Exchange-traded funds (ETFs) have exploded in popularity over the last decade, offering traders an efficient way to gain exposure to markets at a low cost. While the most popular ETFs track major indexes, further exploration reveals a diverse world of specialised ETFs catering to specific sectors, factors, and trading strategies.
Much like flavours at an ice cream shop, ETFs come in many varieties — from conservative vanilla index funds to more adventurous rocky road sector stakes. Whether you crave stability, growth, or something in between, the ETF menu has options to satisfy your trading appetite.
In this beginner's guide, we'll explore the major ETF categories, including stock, bond, commodity, and more. You'll learn the distinguishing features of each type, their typical holdings, and the role they can play in a trader’s portfolio.
The different types of ETFs
- Stock or Equity ETFs: Stock ETFs are funds that hold baskets of stocks that mimic various stock market indexes. Stock ETFs allow traders to gain exposure to a diverse collection of equities in a single purchase.

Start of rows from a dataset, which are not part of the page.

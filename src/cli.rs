//! CLI interface for ielts-trainer

use anyhow::Result;
use chrono::NaiveDate;
use clap::{Parser, Subcommand};

use crate::article;
use crate::config::Config;
use crate::generator::GeminiClient;
use crate::session;
use crate::usage::UsageStore;

#[derive(Parser)]
#[command(name = "ielts-trainer")]
#[command(about = "Console IELTS vocabulary and reading trainer", long_about = None)]
#[command(version)]
struct Cli {
    #[command(subcommand)]
    command: Option<Commands>,
}

#[derive(Subcommand)]
enum Commands {
    /// Run a vocabulary translation session (the default)
    Words {
        /// Number of words this session (overrides the config)
        #[arg(short, long)]
        count: Option<usize>,
        /// Comma-separated topics to draw from (overrides the config)
        #[arg(short, long, value_delimiter = ',')]
        topics: Vec<String>,
    },
    /// Generate today's reading article report
    Article,
    /// Generate the daily review report
    DailyReport {
        /// Date to report on (YYYY-MM-DD); today when omitted
        date: Option<NaiveDate>,
    },
    /// Show usage statistics
    Stats,
    /// Clear all usage history
    Reset {
        /// Skip the confirmation prompt
        #[arg(short = 'y', long)]
        yes: bool,
    },
}

pub async fn run() -> Result<()> {
    let cli = Cli::parse();
    let mut config = Config::load()?;

    let command = cli.command.unwrap_or(Commands::Words {
        count: None,
        topics: Vec::new(),
    });

    match command {
        Commands::Words { count, topics } => {
            if let Some(count) = count {
                anyhow::ensure!(count >= 1, "--count must be at least 1");
                config.word_count = count;
            }
            let topics: Vec<String> = topics
                .into_iter()
                .map(|t| t.trim().to_string())
                .filter(|t| !t.is_empty())
                .collect();
            if !topics.is_empty() {
                config.topics = topics;
            }
            anyhow::ensure!(!config.topics.is_empty(), "At least one topic is required");

            let client = GeminiClient::from_config(&config)?;
            let mut store = UsageStore::open(config.usage_path()?);
            session::run_words_session(&client, &config, &mut store).await
        }
        Commands::Article => {
            let client = GeminiClient::from_config(&config)?;
            article::run_article_session(&client, &config).await
        }
        Commands::DailyReport { date } => {
            let client = GeminiClient::from_config(&config)?;
            let store = UsageStore::open(config.usage_path()?);
            session::run_daily_report(&client, &config, &store, date).await
        }
        Commands::Stats => show_stats(&config),
        Commands::Reset { yes } => reset_history(&config, yes),
    }
}

fn show_stats(config: &Config) -> Result<()> {
    let store = UsageStore::open(config.usage_path()?);
    let (words, sentences) = store.statistics();
    println!("Usage statistics");
    println!("  Used words:     {words}");
    println!("  Used sentences: {sentences}");
    println!("  Learned today:  {}", store.today_records().len());
    println!("  Record file:    {}", store.path().display());
    Ok(())
}

fn reset_history(config: &Config, yes: bool) -> Result<()> {
    let mut store = UsageStore::open(config.usage_path()?);
    let (words, sentences) = store.statistics();

    if !yes {
        println!(
            "This permanently clears {words} used words, {sentences} used sentences, \
             and the whole learning log."
        );
        print!("Type 'yes' to continue: ");
        use std::io::Write;
        std::io::stdout().flush()?;
        let mut answer = String::new();
        std::io::stdin().read_line(&mut answer)?;
        if !answer.trim().eq_ignore_ascii_case("yes") {
            println!("Aborted.");
            return Ok(());
        }
    }

    store.reset();
    println!("Usage history cleared.");
    Ok(())
}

Stock ETFs like VOO and IVV can provide long-term CFD trading exposure to a selection of stocks from the S&P 500 in proportions that aim to mimic the index's performance. These are considered some of the best ETFs for long-term global ETF index tracking.
- Sector and Industry ETFs: Sector and industry ETFs, like those on Deriv, provide targeted exposure to specific market segments compared to broader market ETFs. They allow tactical stakes based on economic and market analysis.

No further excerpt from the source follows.